Who I am as an artist
I am a painter and mixed-media artist whose work emerges from a tactile, attentive relationship with the natural world. Living with a disability shapes how I move through and perceive my surroundings, fostering both adaptation and quiet reflection. Making art is my therapy, a space for both emotional processing and playful exploration. Guided by poetry, I translate the insights of haiku into color, form, and texture. At its core, my work explores contrast, including light and shadow, love and self-doubt, and harm and resilience. My pieces create a space where imagination and lived experience meet.
Mediums
I primarily work in acrylic on canvas, using its fast drying nature to build layered, textured surfaces.
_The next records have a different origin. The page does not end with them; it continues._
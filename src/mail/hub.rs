//! In-process mail-watch hub.
//!
//! Keeps the set of watched mailboxes and turns push notifications
//! (`{emailAddress, historyId}`) into [`MailEvent`](crate::domain::MailEvent)s. A notification only
//! produces an event when its history id moves past the last one seen for
//! that mailbox, so each history delta is reported once.

use std::collections::HashMap;

use async_trait::async_trait;
use base64::Engine;
use base64::engine::general_purpose::STANDARD;
use parking_lot::Mutex;
use serde::Deserialize;

use super::MailWatch;
use crate::domain::MailBus;
use crate::error::MailWatchError;

/// Decoded push notification payload.
#[derive(Debug, Clone, PartialEq, Eq, Deserialize)]
#[serde(rename_all = "camelCase")]
pub struct MailPush {
    /// Mailbox the notification is about.
    pub email_address: String,
    /// Mail history position after the change.
    #[serde(deserialize_with = "history_id")]
    pub history_id: u64,
}

impl MailPush {
    /// Decodes the base64 `message.data` field of a push envelope.
    ///
    /// # Errors
    ///
    /// Returns [`MailWatchError::MalformedPush`] if the data is not base64
    /// encoded JSON of the expected shape.
    pub fn from_base64(data: &str) -> Result<Self, MailWatchError> {
        let bytes = STANDARD
            .decode(data.trim())
            .map_err(|e| MailWatchError::MalformedPush(e.to_string()))?;
        serde_json::from_slice(&bytes).map_err(|e| MailWatchError::MalformedPush(e.to_string()))
    }
}

fn history_id<'de, D: serde::Deserializer<'de>>(deserializer: D) -> Result<u64, D::Error> {
    #[derive(Deserialize)]
    #[serde(untagged)]
    enum Raw {
        Number(u64),
        Text(String),
    }
    match Raw::deserialize(deserializer)? {
        Raw::Number(n) => Ok(n),
        Raw::Text(s) => s.parse().map_err(serde::de::Error::custom),
    }
}

/// What [`MailWatchHub::notify`] did with a push.
#[derive(Debug, Clone, Copy, PartialEq, Eq)]
pub enum PushOutcome {
    /// A [`MailEvent`](crate::domain::MailEvent) was published.
    Published,
    /// Nobody asked to watch this mailbox.
    NotWatched,
    /// The history id was not newer than the last one seen.
    Stale,
}

#[derive(Debug, Default)]
struct WatchedMailbox {
    history_id: Option<u64>,
}

/// Watched-mailbox registry and push intake.
#[derive(Debug)]
pub struct MailWatchHub {
    mailboxes: Mutex<HashMap<String, WatchedMailbox>>,
    bus: MailBus,
}

impl MailWatchHub {
    /// Creates a hub publishing on `bus`.
    #[must_use]
    pub fn new(bus: MailBus) -> Self {
        Self {
            mailboxes: Mutex::new(HashMap::new()),
            bus,
        }
    }

    /// Returns the bus events are published on.
    #[must_use]
    pub fn bus(&self) -> &MailBus {
        &self.bus
    }

    /// Returns `true` if `mailbox` is being watched.
    #[must_use]
    pub fn is_watching(&self, mailbox: &str) -> bool {
        self.mailboxes.lock().contains_key(&normalize(mailbox))
    }

    /// Returns the watched mailboxes, sorted.
    #[must_use]
    pub fn watched(&self) -> Vec<String> {
        let mut list: Vec<String> = self.mailboxes.lock().keys().cloned().collect();
        list.sort();
        list
    }

    /// Handles a push notification.
    pub fn notify(&self, push: &MailPush) -> PushOutcome {
        let key = normalize(&push.email_address);
        {
            let mut mailboxes = self.mailboxes.lock();
            let Some(mailbox) = mailboxes.get_mut(&key) else {
                tracing::debug!(mailbox = %key, "push for unwatched mailbox");
                return PushOutcome::NotWatched;
            };
            if mailbox.history_id.is_some_and(|seen| push.history_id <= seen) {
                tracing::debug!(
                    mailbox = %key,
                    history_id = push.history_id,
                    "stale push ignored"
                );
                return PushOutcome::Stale;
            }
            mailbox.history_id = Some(push.history_id);
        }
        let receivers = self.bus.announce(&key);
        tracing::info!(mailbox = %key, history_id = push.history_id, receivers, "new mail");
        PushOutcome::Published
    }
}

#[async_trait]
impl MailWatch for MailWatchHub {
    async fn watch(&self, mailbox: &str) -> Result<(), MailWatchError> {
        let key = normalize(mailbox);
        let valid = key
            .split_once('@')
            .is_some_and(|(local, domain)| !local.is_empty() && domain.contains('.'));
        if !valid {
            return Err(MailWatchError::InvalidMailbox(mailbox.to_string()));
        }
        let mut mailboxes = self.mailboxes.lock();
        if !mailboxes.contains_key(&key) {
            tracing::info!(mailbox = %key, "now watching mailbox");
            mailboxes.insert(key, WatchedMailbox::default());
        }
        Ok(())
    }
}

fn normalize(mailbox: &str) -> String {
    mailbox.trim().to_ascii_lowercase()
}

#[cfg(test)]
#[allow(clippy::panic)]
mod tests {
    use super::*;

    fn push(mailbox: &str, history_id: u64) -> MailPush {
        MailPush {
            email_address: mailbox.to_string(),
            history_id,
        }
    }

    #[tokio::test]
    async fn watch_rejects_invalid_addresses() {
        let hub = MailWatchHub::new(MailBus::new(8));
        assert!(hub.watch("ops@example.com").await.is_ok());
        assert_eq!(
            hub.watch("not-an-address").await,
            Err(MailWatchError::InvalidMailbox("not-an-address".to_string()))
        );
        assert_eq!(hub.watched(), vec!["ops@example.com".to_string()]);
    }

    #[tokio::test]
    async fn push_publishes_once_per_history_delta() {
        let hub = MailWatchHub::new(MailBus::new(8));
        let mut rx = hub.bus().subscribe();
        assert!(hub.watch("Ops@Example.com").await.is_ok());

        assert_eq!(hub.notify(&push("ops@example.com", 10)), PushOutcome::Published);
        assert_eq!(hub.notify(&push("ops@example.com", 10)), PushOutcome::Stale);
        assert_eq!(hub.notify(&push("ops@example.com", 9)), PushOutcome::Stale);
        assert_eq!(hub.notify(&push("OPS@example.com", 11)), PushOutcome::Published);

        let Ok(first) = rx.recv().await else {
            panic!("expected event");
        };
        assert_eq!(first.mailbox, "ops@example.com");
        assert!(rx.recv().await.is_ok());
        assert!(rx.try_recv().is_err());
    }

    #[test]
    fn push_for_unwatched_mailbox_is_dropped() {
        let hub = MailWatchHub::new(MailBus::new(8));
        assert_eq!(hub.notify(&push("dev@example.com", 1)), PushOutcome::NotWatched);
    }

    #[test]
    fn decodes_base64_payload_with_string_history() {
        let data = STANDARD.encode(r#"{"emailAddress":"ops@example.com","historyId":"1234"}"#);
        assert_eq!(
            MailPush::from_base64(&data),
            Ok(push("ops@example.com", 1234))
        );
        let data = STANDARD.encode(r#"{"emailAddress":"ops@example.com","historyId":99}"#);
        assert_eq!(MailPush::from_base64(&data), Ok(push("ops@example.com", 99)));
    }

    #[test]
    fn rejects_garbage_payload() {
        assert!(matches!(
            MailPush::from_base64("%%%"),
            Err(MailWatchError::MalformedPush(_))
        ));
        let data = STANDARD.encode("{}");
        assert!(matches!(
            MailPush::from_base64(&data),
            Err(MailWatchError::MalformedPush(_))
        ));
    }
}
My practice expands through mixed media and sculpture; both incorporating distressed papers, text elements, molding paste, and found materials like driftwood and lichen, with the haiku often becoming a tactile element within the composition.
Inspiration
My work is rooted in an ongoing relationship with the natural world, shaped by time spent in the mountains, coastal redwoods, and along the ocean. Moving through these spaces as a disabled person invites both adaptation and stillness, deepening my awareness of subtle shifts in texture, sound, and presence. This attentiveness extends to recurring forms and motifs: the number three, circles, and the color blue., which I see as reflections of patterns, cycles, and emotions observed in the landscapes and moments I inhabit.
Technique
Each piece begins with a haiku selected from a daily writing practice, guiding the emotional tone and a palette oriented toward cooler, more contemplative tones. I build the surface through layered, organic stamping using lichen, occasionally interrupted by bold, gestural brushwork, creating a balance between repetition and intuition. The final step returns to the poem, with text embedded or obscured within the composition, reflecting a process that is both meditative and expressive.